On Feb 21, 9:28 am, Eric wrote:
Any of you have any experience with the Butternut HF-9V with TBR-160S
160-meter add-on, when mounted as a ground plane with the base elevated
to, say, 20 or 30 feet?

I'm wondering how that will work with four ground plane radials as
contrasted with ground-mounting and an extensive buried radial system.


Most likely the buried radial system would be quite a bit better.

I have the ideal place to mount one, about 25 feet in elevation at the
base, and can string two radials for 160, three radials for 80, and four
radials for 40, tilted down a little (but not the 35 degrees of downward
tilt that I read somewhere is the ideal downward tilt for a ground plane
to raise the feedpoint impedance to 50 ohms).


The problem for 160 is the antenna is still real low in height as far
as
wavelength. To have *good* performance with an elevated GP and 4
radials,
you really want the base at least 1/4 wave up.
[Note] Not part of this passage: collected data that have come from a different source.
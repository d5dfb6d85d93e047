use serde::Serialize;

/// Metadata row for one monitored circuit, as stored in the `circuits`
/// table. Ids double as column names in the energy fact tables.
#[derive(Debug, Clone, sqlx::FromRow, Serialize)]
pub struct CircuitRow {
    pub circuit_id: String,
    pub name: Option<String>,
    pub description: Option<String>,
}

/// Every column of the energy fact tables that can be charted on its own.
///
/// The original schema couples circuit ids to fact-table column names;
/// this enum makes that mapping explicit so per-circuit SQL only ever
/// interpolates a vetted constant, never caller input.
#[derive(Debug, Clone, Copy, PartialEq, Eq)]
pub enum Circuit {
    AdjustedLoad,
    Solar,
    Used,
    WaterHeater,
    Ashp,
    WaterPump,
    Dryer,
    Washer,
    Dishwasher,
    Stove,
    Refrigerator,
    LivingRoom,
    AuxHeatBedrooms,
    AuxHeatLiving,
    Study,
    Barn,
    BasementWest,
    BasementEast,
    Ventilation,
    VentilationPreheat,
    KitchenReceptRt,
}

impl Circuit {
    /// The individually monitored circuits, in breakdown display order.
    /// Excludes the `used`/`solar`/`adjusted_load` aggregate columns.
    pub const MONITORED: [Circuit; 18] = [
        Circuit::WaterHeater,
        Circuit::Ashp,
        Circuit::WaterPump,
        Circuit::Dryer,
        Circuit::Washer,
        Circuit::Dishwasher,
        Circuit::Stove,
        Circuit::Refrigerator,
        Circuit::LivingRoom,
        Circuit::AuxHeatBedrooms,
        Circuit::AuxHeatLiving,
        Circuit::Study,
        Circuit::Barn,
        Circuit::BasementWest,
        Circuit::BasementEast,
        Circuit::Ventilation,
        Circuit::VentilationPreheat,
        Circuit::KitchenReceptRt,
    ];

    /// Fact-table column name. Identical to the public circuit id.
    pub fn column(self) -> &'static str {
        match self {
            Circuit::AdjustedLoad => "adjusted_load",
            Circuit::Solar => "solar",
            Circuit::Used => "used",
            Circuit::WaterHeater => "water_heater",
            Circuit::Ashp => "ashp",
            Circuit::WaterPump => "water_pump",
            Circuit::Dryer => "dryer",
            Circuit::Washer => "washer",
            Circuit::Dishwasher => "dishwasher",
            Circuit::Stove => "stove",
            Circuit::Refrigerator => "refrigerator",
            Circuit::LivingRoom => "living_room",
            Circuit::AuxHeatBedrooms => "aux_heat_bedrooms",
            Circuit::AuxHeatLiving => "aux_heat_living",
            Circuit::Study => "study",
            Circuit::Barn => "barn",
            Circuit::BasementWest => "basement_west",
            Circuit::BasementEast => "basement_east",
            Circuit::Ventilation => "ventilation",
            Circuit::VentilationPreheat => "ventilation_preheat",
            Circuit::KitchenReceptRt => "kitchen_recept_rt",
        }
    }

    pub fn id(self) -> &'static str {
        self.column()
    }

    pub fn parse(raw: &str) -> Option<Circuit> {
        let all = [
            Circuit::AdjustedLoad,
            Circuit::Solar,
            Circuit::Used,
            Circuit::WaterHeater,
            Circuit::Ashp,
            Circuit::WaterPump,
            Circuit::Dryer,
            Circuit::Washer,
            Circuit::Dishwasher,
            Circuit::Stove,
            Circuit::Refrigerator,
            Circuit::LivingRoom,
            Circuit::AuxHeatBedrooms,
            Circuit::AuxHeatLiving,
            Circuit::Study,
            Circuit::Barn,
            Circuit::BasementWest,
            Circuit::BasementEast,
            Circuit::Ventilation,
            Circuit::VentilationPreheat,
            Circuit::KitchenReceptRt,
        ];
        all.into_iter().find(|c| c.id() == raw)
    }
}

/// What the `circuit` query parameter selects in the usage view.
#[derive(Debug, Clone, Copy, PartialEq, Eq)]
pub enum CircuitSelector {
    /// Breakdown of every monitored circuit over the range.
    Summary,
    /// All monitored circuits combined (the `used` total, with budget).
    All,
    /// Usage not attributed to any monitored circuit.
    AllOther,
    /// The air-source heat pump, reported alongside on-the-fly HDD.
    Ashp,
    /// A single fact-table column.
    Column(Circuit),
}

impl CircuitSelector {
    pub fn parse(raw: &str) -> Option<CircuitSelector> {
        match raw {
            "summary" => Some(CircuitSelector::Summary),
            "all" => Some(CircuitSelector::All),
            "all_other" => Some(CircuitSelector::AllOther),
            "ashp" => Some(CircuitSelector::Ashp),
            other => Circuit::parse(other).map(CircuitSelector::Column),
        }
    }

    /// The id echoed back in responses (`view: "usage.<id>"`).
    pub fn id(self) -> &'static str {
        match self {
            CircuitSelector::Summary => "summary",
            CircuitSelector::All => "all",
            CircuitSelector::AllOther => "all_other",
            CircuitSelector::Ashp => "ashp",
            CircuitSelector::Column(c) => c.id(),
        }
    }
}

#[cfg(test)]
mod tests {
    use super::*;

    #[test]
    fn monitored_circuits_are_distinct_columns() {
        let mut cols: Vec<&str> = Circuit::MONITORED.iter().map(|c| c.column()).collect();
        cols.sort();
        cols.dedup();
        assert_eq!(cols.len(), 18);
    }

    #[test]
    fn selector_parses_aliases_and_columns() {
        assert_eq!(CircuitSelector::parse("summary"), Some(CircuitSelector::Summary));
        assert_eq!(CircuitSelector::parse("all"), Some(CircuitSelector::All));
        assert_eq!(CircuitSelector::parse("all_other"), Some(CircuitSelector::AllOther));
        assert_eq!(CircuitSelector::parse("ashp"), Some(CircuitSelector::Ashp));
        assert_eq!(
            CircuitSelector::parse("water_heater"),
            Some(CircuitSelector::Column(Circuit::WaterHeater))
        );
        assert_eq!(CircuitSelector::parse("garage"), None);
    }

    #[test]
    fn aggregate_columns_are_selectable_but_not_monitored() {
        assert_eq!(Circuit::parse("used"), Some(Circuit::Used));
        assert!(!Circuit::MONITORED.contains(&Circuit::Used));
        assert!(!Circuit::MONITORED.contains(&Circuit::AdjustedLoad));
    }
}
pub mod circuit;
pub mod device;
pub mod house;

pub use circuit::{Circuit, CircuitRow, CircuitSelector};
pub use device::MonitorDevice;
pub use house::{House, HourlyLimits};
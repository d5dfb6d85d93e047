//! Per-circuit usage aggregates. All hourly readings are Wh and are
//! divided to kWh in SQL; rows are restricted to the two energy
//! monitors that carry circuit-level readings.

use anyhow::Result;
use once_cell::sync::Lazy;
use sqlx::{PgPool, Postgres, QueryBuilder, Row};
use time::PrimitiveDateTime;

use crate::db::compose;
use crate::domain::device::well_known;
use crate::domain::Circuit;
use crate::filter::{DateRange, Interval};

static ENERGY_MONITOR_FILTER: Lazy<String> = Lazy::new(|| {
    let [first, second] = well_known::ENERGY_MONITORS;
    format!(" AND e.device_id IN ({first}, {second})")
});

/// Range totals for the `used` aggregate and every monitored circuit,
/// in breakdown order.
#[derive(Debug, Clone)]
pub struct UsageBreakdown {
    pub used: Option<f64>,
    pub circuits: Vec<(Circuit, Option<f64>)>,
}

pub async fn breakdown_totals(
    pool: &PgPool,
    house_id: i32,
    range: &DateRange,
) -> Result<UsageBreakdown> {
    let mut qb = QueryBuilder::<Postgres>::new("SELECT SUM(e.used) / 1000.0 AS used");
    for circuit in Circuit::MONITORED {
        let col = circuit.column();
        qb.push(format!(", SUM(e.{col}) / 1000.0 AS {col}"));
    }
    qb.push(" FROM energy_hourly e WHERE e.house_id = ");
    qb.push_bind(house_id);
    qb.push(ENERGY_MONITOR_FILTER.as_str());
    compose::push_date_range(&mut qb, "e.date", range);

    let row = qb.build().fetch_one(pool).await?;
    let used = row.try_get::<Option<f64>, _>("used")?;
    let mut circuits = Vec::with_capacity(Circuit::MONITORED.len());
    for circuit in Circuit::MONITORED {
        circuits.push((circuit, row.try_get::<Option<f64>, _>(circuit.column())?));
    }

    Ok(UsageBreakdown { used, circuits })
}

#[derive(Debug, Clone, sqlx::FromRow)]
pub struct UsageTotals {
    pub actual: Option<f64>,
}

#[derive(Debug, Clone, sqlx::FromRow)]
pub struct UsageBucket {
    pub date: PrimitiveDateTime,
    pub actual: Option<f64>,
}

#[derive(Debug, Clone, sqlx::FromRow)]
pub struct BudgetedTotals {
    pub actual: Option<f64>,
    pub budget: Option<f64>,
}

#[derive(Debug, Clone, sqlx::FromRow)]
pub struct BudgetedBucket {
    pub date: PrimitiveDateTime,
    pub actual: Option<f64>,
    pub budget: Option<f64>,
}

fn all_monthly_select(with_date: bool) -> QueryBuilder<'static, Postgres> {
    let date_col = if with_date { "MIN(e.date) AS date, " } else { "" };
    QueryBuilder::new(format!(
        "SELECT {date_col}\
         SUM(e.used) AS actual, \
         SUM(est.used) AS budget \
         FROM energy_monthly e \
         LEFT JOIN estimated_monthly est \
           ON est.date = e.date AND est.house_id = e.house_id \
         WHERE e.house_id = "
    ))
}

/// Month/year totals for all monitored circuits combined, with the
/// monthly budget alongside.
pub async fn all_totals_monthly(
    pool: &PgPool,
    house_id: i32,
    range: &DateRange,
) -> Result<BudgetedTotals> {
    let mut qb = all_monthly_select(false);
    qb.push_bind(house_id);
    compose::push_date_range(&mut qb, "e.date", range);

    let totals = qb.build_query_as::<BudgetedTotals>().fetch_one(pool).await?;
    Ok(totals)
}

pub async fn all_items_monthly(
    pool: &PgPool,
    house_id: i32,
    interval: Interval,
    range: &DateRange,
) -> Result<Vec<BudgetedBucket>> {
    let mut qb = all_monthly_select(true);
    qb.push_bind(house_id);
    compose::push_date_range(&mut qb, "e.date", range);
    compose::push_interval_group(&mut qb, "e.date", interval);

    let rows = qb.build_query_as::<BudgetedBucket>().fetch_all(pool).await?;
    Ok(rows)
}

pub async fn all_totals_hourly(
    pool: &PgPool,
    house_id: i32,
    range: &DateRange,
) -> Result<UsageTotals> {
    let mut qb = QueryBuilder::new(
        "SELECT SUM(e.used) / 1000.0 AS actual FROM energy_hourly e WHERE e.house_id = ",
    );
    qb.push_bind(house_id);
    compose::push_date_range(&mut qb, "e.date", range);

    let totals = qb.build_query_as::<UsageTotals>().fetch_one(pool).await?;
    Ok(totals)
}

pub async fn all_items_hourly(
    pool: &PgPool,
    house_id: i32,
    interval: Interval,
    range: &DateRange,
) -> Result<Vec<UsageBucket>> {
    let mut qb = QueryBuilder::new(
        "SELECT MIN(e.date) AS date, SUM(e.used) / 1000.0 AS actual \
         FROM energy_hourly e WHERE e.house_id = ",
    );
    qb.push_bind(house_id);
    compose::push_date_range(&mut qb, "e.date", range);
    compose::push_interval_group(&mut qb, "e.date", interval);

    let rows = qb.build_query_as::<UsageBucket>().fetch_all(pool).await?;
    Ok(rows)
}

/// `used` minus every monitored circuit, NULL-safe per column.
fn all_other_expression() -> String {
    let mut expr = String::from("SUM(e.used) / 1000.0");
    for circuit in Circuit::MONITORED {
        let col = circuit.column();
        expr.push_str(&format!(" - SUM(COALESCE(e.{col}, 0)) / 1000.0"));
    }
    expr
}

pub async fn all_other_totals(
    pool: &PgPool,
    house_id: i32,
    range: &DateRange,
) -> Result<UsageTotals> {
    let mut qb = QueryBuilder::new(format!(
        "SELECT {} AS actual FROM energy_hourly e WHERE e.house_id = ",
        all_other_expression()
    ));
    qb.push_bind(house_id);
    qb.push(ENERGY_MONITOR_FILTER.as_str());
    compose::push_date_range(&mut qb, "e.date", range);

    let totals = qb.build_query_as::<UsageTotals>().fetch_one(pool).await?;
    Ok(totals)
}

pub async fn all_other_items(
    pool: &PgPool,
    house_id: i32,
    interval: Interval,
    range: &DateRange,
) -> Result<Vec<UsageBucket>> {
    let mut qb = QueryBuilder::new(format!(
        "SELECT MIN(e.date) AS date, {} AS actual \
         FROM energy_hourly e WHERE e.house_id = ",
        all_other_expression()
    ));
    qb.push_bind(house_id);
    qb.push(ENERGY_MONITOR_FILTER.as_str());
    compose::push_date_range(&mut qb, "e.date", range);
    compose::push_interval_group(&mut qb, "e.date", interval);

    let rows = qb.build_query_as::<UsageBucket>().fetch_all(pool).await?;
    Ok(rows)
}

#[derive(Debug, Clone, sqlx::FromRow)]
pub struct AshpTotals {
    pub actual: Option<f64>,
    pub hdd: Option<f64>,
}

#[derive(Debug, Clone, sqlx::FromRow)]
pub struct AshpBucket {
    pub date: PrimitiveDateTime,
    pub actual: Option<f64>,
    pub hdd: Option<f64>,
}

fn ashp_select<'a>(base: f64, with_date: bool) -> QueryBuilder<'a, Postgres> {
    let date_col = if with_date { "MIN(e.date) AS date, " } else { "" };
    let mut qb = QueryBuilder::new(format!(
        "SELECT {date_col}SUM(e.ashp) / 1000.0 AS actual, SUM(GREATEST(("
    ));
    qb.push_bind(base);
    qb.push(format!(
        " - t.temperature) / 24.0, 0)) AS hdd \
         FROM energy_hourly e \
         JOIN temperature_hourly t ON t.date = e.date AND t.house_id = e.house_id \
         WHERE t.device_id = {} AND e.house_id = ",
        well_known::OUTDOOR_SENSOR
    ));
    qb
}

/// Heat-pump usage with heating-degree-days computed on the fly from
/// the outdoor sensor at the requested base temperature.
pub async fn ashp_totals(
    pool: &PgPool,
    house_id: i32,
    base: f64,
    range: &DateRange,
) -> Result<AshpTotals> {
    let mut qb = ashp_select(base, false);
    qb.push_bind(house_id);
    qb.push(ENERGY_MONITOR_FILTER.as_str());
    compose::push_date_range(&mut qb, "e.date", range);

    let totals = qb.build_query_as::<AshpTotals>().fetch_one(pool).await?;
    Ok(totals)
}

pub async fn ashp_items(
    pool: &PgPool,
    house_id: i32,
    base: f64,
    interval: Interval,
    range: &DateRange,
) -> Result<Vec<AshpBucket>> {
    let mut qb = ashp_select(base, true);
    qb.push_bind(house_id);
    qb.push(ENERGY_MONITOR_FILTER.as_str());
    compose::push_date_range(&mut qb, "e.date", range);
    compose::push_interval_group(&mut qb, "e.date", interval);

    let rows = qb.build_query_as::<AshpBucket>().fetch_all(pool).await?;
    Ok(rows)
}

pub async fn circuit_totals(
    pool: &PgPool,
    house_id: i32,
    circuit: Circuit,
    range: &DateRange,
) -> Result<UsageTotals> {
    let col = circuit.column();
    let mut qb = QueryBuilder::new(format!(
        "SELECT SUM(e.{col}) / 1000.0 AS actual FROM energy_hourly e WHERE e.house_id = "
    ));
    qb.push_bind(house_id);
    qb.push(ENERGY_MONITOR_FILTER.as_str());
    compose::push_date_range(&mut qb, "e.date", range);

    let totals = qb.build_query_as::<UsageTotals>().fetch_one(pool).await?;
    Ok(totals)
}

pub async fn circuit_items(
    pool: &PgPool,
    house_id: i32,
    circuit: Circuit,
    interval: Interval,
    range: &DateRange,
) -> Result<Vec<UsageBucket>> {
    let col = circuit.column();
    let mut qb = QueryBuilder::new(format!(
        "SELECT MIN(e.date) AS date, SUM(e.{col}) / 1000.0 AS actual \
         FROM energy_hourly e WHERE e.house_id = "
    ));
    qb.push_bind(house_id);
    qb.push(ENERGY_MONITOR_FILTER.as_str());
    compose::push_date_range(&mut qb, "e.date", range);
    compose::push_interval_group(&mut qb, "e.date", interval);

    let rows = qb.build_query_as::<UsageBucket>().fetch_all(pool).await?;
    Ok(rows)
}

#[cfg(test)]
mod tests {
    use super::*;

    #[test]
    fn all_other_subtracts_every_monitored_circuit() {
        let expr = all_other_expression();
        assert!(expr.starts_with("SUM(e.used) / 1000.0"));
        for circuit in Circuit::MONITORED {
            assert!(expr.contains(&format!("SUM(COALESCE(e.{}, 0))", circuit.column())));
        }
        assert_eq!(expr.matches(" - ").count(), Circuit::MONITORED.len());
    }

    #[test]
    fn ashp_select_binds_base_before_house() {
        let qb = ashp_select(65.0, true);
        let sql = qb.sql();
        assert!(sql.contains("GREATEST(($1 - t.temperature) / 24.0, 0)"));
        assert!(sql.contains("MIN(e.date) AS date"));
        assert!(sql.ends_with(&format!(
            "WHERE t.device_id = {} AND e.house_id = ",
            well_known::OUTDOOR_SENSOR
        )));
    }

    #[test]
    fn monitor_filter_lists_the_energy_monitor_devices() {
        let [first, second] = well_known::ENERGY_MONITORS;
        assert_eq!(
            ENERGY_MONITOR_FILTER.as_str(),
            format!(" AND e.device_id IN ({first}, {second})")
        );
    }
}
Less will work, but the
number
of radials required to maintain the same performance skyrockets...

I'm hoping that those radials will also be enough for operation on 20
meters... it would be difficult (but not impossible) to also string four
more radials for 20 meters.


It might work, but it would do quite a bit better with extra 20m
radials.
If the radials are not resonant for the band in use, they won't work
very
well, and decoupling will usually be poor. You can use 3/4 wave
radials,
so if any of those low band radials come out to 3/4 wave on a higher
band,
they will work ok. But 80 or 40 meter radials won't quite work out for
that.

Ground mounting this antenna with an extensive buried radial system would
be very difficult (but not quite impossible if it would REALLY make the
difference).

What are my chances for good success working DX with this setup and about
70 watts of power?


Fairly lackluster unless the band is super quiet.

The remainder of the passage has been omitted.